***** Information provided *****

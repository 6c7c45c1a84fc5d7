use std::sync::mpsc::RecvTimeoutError;
use std::time::{Duration, Instant};

use anyhow::Context;

use crate::config::Config;
use crate::submission::{HttpTransport, SubmissionWorker};
use crate::ui::app::App;
use crate::ui::events::{AppEvent, EventHandler};
use crate::ui::input::handle_key;
use crate::ui::render::draw;
use crate::ui::scene::SceneState;
use crate::ui::terminal_guard::setup_terminal;

const TICK_RATE: Duration = Duration::from_millis(100);
/// Redraw interval while confetti or an overlay is moving.
const FRAME_RATE: Duration = Duration::from_millis(40);
const SHUTDOWN_GRACE: Duration = Duration::from_millis(500);

pub fn run(config: &Config, scene: SceneState) -> anyhow::Result<()> {
    let runtime = tokio::runtime::Builder::new_multi_thread()
        .worker_threads(1)
        .thread_name("submission")
        .enable_all()
        .build()
        .context("failed to start async runtime")?;
    let transport = HttpTransport::new(&config.endpoint)?;
    tracing::info!(target: "runtime", endpoint = transport.endpoint(), "starting session");

    let (mut terminal, guard) = setup_terminal().context("failed to set up terminal")?;
    let events = EventHandler::new(TICK_RATE);
    let report_tx = events.sender();
    let submit_tx = SubmissionWorker::spawn(runtime.handle(), transport, move |report| {
        let _ = report_tx.send(AppEvent::SubmissionFinished(report));
    });

    let mut app = App::new(scene, config.timings.clone());
    app.set_submit_sender(submit_tx);
    if let Ok((cols, rows)) = crossterm::terminal::size() {
        app.on_resize(cols, rows);
    }

    loop {
        let now = Instant::now();
        terminal.draw(|frame| draw(frame, &app, now))?;
        if app.should_quit() {
            break;
        }

        let timeout = if app.is_animating() { FRAME_RATE } else { TICK_RATE };
        match events.next(timeout) {
            Ok(AppEvent::Key(key)) => handle_key(&mut app, key, Instant::now()),
            Ok(AppEvent::Tick) | Err(RecvTimeoutError::Timeout) => app.on_tick(Instant::now()),
            Ok(AppEvent::Resize(cols, rows)) => app.on_resize(cols, rows),
            Ok(AppEvent::SubmissionFinished(report)) => {
                app.on_submission_report(report, Instant::now())
            }
            Err(RecvTimeoutError::Disconnected) => break,
        }
    }

    drop(guard);
    if app.in_flight() {
        tracing::info!(target: "runtime", "quitting with a submission in flight");
    }
    runtime.shutdown_timeout(SHUTDOWN_GRACE);
    Ok(())
}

*****

Task instructions: The line containing "const SHUTDOWN_GRACE: Duration" marks the end: copy exactly every line from the top of the data above down to it, that line included.

Answer for the task:
repository 6c7c45c1a84fc5d7
use std::sync::mpsc::RecvTimeoutError;
use std::time::{Duration, Instant};

use anyhow::Context;

use crate::config::Config;
use crate::submission::{HttpTransport, SubmissionWorker};
use crate::ui::app::App;
use crate::ui::events::{AppEvent, EventHandler};
use crate::ui::input::handle_key;
use crate::ui::render::draw;
use crate::ui::scene::SceneState;
use crate::ui::terminal_guard::setup_terminal;

const TICK_RATE: Duration = Duration::from_millis(100);
/// Redraw interval while confetti or an overlay is moving.
const FRAME_RATE: Duration = Duration::from_millis(40);
const SHUTDOWN_GRACE: Duration = Duration::from_millis(500);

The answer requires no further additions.